Les élèves iraient à l’école de leur quartier. Chaque école secondaire offrira à tous ses élèves un choix de parcours particuliers en s’assurant que ce choix de cours n’ait pas de conséquence ségrégative. (Pour une présentation complète du plan, cliquez ici. L’aut’journal no. 407)

Le Conseil national du PQ a accepté le plan. Il renouait ainsi avec l’esprit d’une résolution présentée par le club politique Syndicalistes et progressistes pour un Québec libre (SPQ Libre) et adoptée au congrès de 2005 du PQ dirigée alors par Bernard Landry, mais vite reniée par son successeur André Boisclair.

Le rôle nécessaire des syndicats

Il faut saluer l’initiative du chef péquiste Paul St-Pierre Plamondon d’avoir remis la question à l’ordre du jour. Mais la partie est loin d’être gagnée. Le Conseil national a adopté le principe, mais a regimbé sur le calendrier d’application.

Le problème est la composition sociale des partis politiques. L’élite petite-bourgeoise, qui envoie ses enfants à l’école privée, y est surreprésentée dans tous les partis, Québec solidaire compris. Les travailleuses et les travailleurs, autrement dit la majorité de la population, y sont absents ou, au mieux, marginalisés.

Pourtant, selon un sondage mené pour le compte de L’école ensemble, la volonté populaire est claire : Les trois-quarts (73 %) des Québécois ne veulent plus payer pour l’école privée de l’élite et veulent que leurs taxes et impôts servent à l’école publique où vont leurs enfants. Les deux tiers des Québécois rejettent aussi l’écrémage dans le réseau public.

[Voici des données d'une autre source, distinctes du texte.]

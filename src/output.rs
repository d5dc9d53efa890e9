//! Config and metadata artifacts

use crate::{catalog::Region, tunnel::ProvisionedTunnel, Result, WgGenError};
use chrono::{DateTime, Utc};
use serde::Serialize;
use std::path::{Path, PathBuf};

/// WireGuard config file name
pub const CONFIG_FILE: &str = "wg0.conf";
/// Metadata file name
pub const METADATA_FILE: &str = "region-metadata.json";

const ALLOWED_IPS: &str = "0.0.0.0/0";
const PERSISTENT_KEEPALIVE: u16 = 25;

/// Render a `wg-quick` config
pub fn render_wireguard_config(tunnel: &ProvisionedTunnel) -> String {
    format!(
        "[Interface]\n\
         Address = {address}\n\
         PrivateKey = {private_key}\n\
         DNS = {dns}\n\
         \n\
         [Peer]\n\
         PublicKey = {server_key}\n\
         AllowedIPs = {allowed}\n\
         Endpoint = {endpoint}\n\
         PersistentKeepalive = {keepalive}\n",
        address = tunnel.peer_ip,
        private_key = tunnel.keys.private_key(),
        dns = tunnel.dns_servers.join(", "),
        server_key = tunnel.server_key,
        allowed = ALLOWED_IPS,
        endpoint = tunnel.endpoint_addr(),
        keepalive = PERSISTENT_KEEPALIVE,
    )
}

/// Selection metadata written next to the config
#[derive(Debug, Serialize)]
pub struct Metadata {
    /// UTC generation time, microsecond precision
    pub timestamp: String,
    /// Selected region
    pub region: RegionInfo,
    /// Server the key was registered with
    pub server: ServerInfo,
    /// Tunnel parameters
    pub config: ConfigInfo,
}

/// Region section of the metadata
#[derive(Debug, Serialize)]
pub struct RegionInfo {
    /// Region identifier
    pub id: String,
    /// Display name
    pub name: String,
    /// Country code
    pub country: String,
    /// Geo-located region
    pub geo: bool,
    /// Port forwarding support
    pub port_forward: bool,
    /// Provider DNS name
    pub dns: String,
}

/// Server section of the metadata
#[derive(Debug, Serialize)]
pub struct ServerInfo {
    /// Certificate hostname
    pub hostname: String,
    /// Server address
    pub ip: String,
    /// WireGuard listening port
    pub port: u16,
    /// Server public key
    pub public_key: String,
}

/// Tunnel section of the metadata
#[derive(Debug, Serialize)]
pub struct ConfigInfo {
    /// Address assigned to this peer
    pub peer_ip: String,
    /// Resolvers inside the tunnel
    pub dns_servers: Vec<String>,
    /// Whether the run required port forwarding
    pub port_forwarding_enabled: bool,
}

impl Metadata {
    /// Describe a provisioned tunnel
    pub fn new(
        region: &Region,
        tunnel: &ProvisionedTunnel,
        port_forwarding_enabled: bool,
        at: DateTime<Utc>,
    ) -> Self {
        Self {
            timestamp: at.format("%Y-%m-%dT%H:%M:%S%.6fZ").to_string(),
            region: RegionInfo {
                id: region.id.clone(),
                name: region.name.clone(),
                country: region.country.clone(),
                geo: region.geo,
                port_forward: region.port_forward,
                dns: region.dns.clone(),
            },
            server: ServerInfo {
                hostname: tunnel.endpoint.cn.clone(),
                ip: tunnel.endpoint.ip.to_string(),
                port: tunnel.server_port,
                public_key: tunnel.server_key.clone(),
            },
            config: ConfigInfo {
                peer_ip: tunnel.peer_ip.clone(),
                dns_servers: tunnel.dns_servers.clone(),
                port_forwarding_enabled,
            },
        }
    }
}

/// Paths of the written artifacts
#[derive(Debug, Clone)]
pub struct OutputPaths {
    /// `wg0.conf`
    pub config: PathBuf,
    /// `region-metadata.json`
    pub metadata: PathBuf,
}

/// Write `wg0.conf` and `region-metadata.json` into `dir`
pub fn write_outputs(
    dir: &Path,
    region: &Region,
    tunnel: &ProvisionedTunnel,
    port_forwarding_enabled: bool,
) -> Result<OutputPaths> {
    std::fs::create_dir_all(dir)
        .map_err(|e| WgGenError::Output(format!("failed to create {}: {}", dir.display(), e)))?;

    let config = dir.join(CONFIG_FILE);
    std::fs::write(&config, render_wireguard_config(tunnel))
        .map_err(|e| WgGenError::Output(format!("failed to write {}: {}", config.display(), e)))?;
    tracing::info!("WireGuard configuration written to {}", config.display());

    let metadata = dir.join(METADATA_FILE);
    let record = Metadata::new(region, tunnel, port_forwarding_enabled, Utc::now());
    let content = serde_json::to_string_pretty(&record)
        .map_err(|e| WgGenError::Output(format!("failed to encode metadata: {}", e)))?;
    std::fs::write(&metadata, content)
        .map_err(|e| WgGenError::Output(format!("failed to write {}: {}", metadata.display(), e)))?;
    tracing::info!("Metadata written to {}", metadata.display());

    Ok(OutputPaths { config, metadata })
}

La seule façon de provoquer le changement nécessaire est que l’ensemble des syndicats – et pas seulement ceux représentant le personnel enseignant – se mettent de la partie et mènent campagne pour l’implantation du plan de L’école ensemble. Il ne suffit pas de proclamer que l’éducation est la priorité des priorités. Il faut prendre les moyens pour qu’elle le devienne.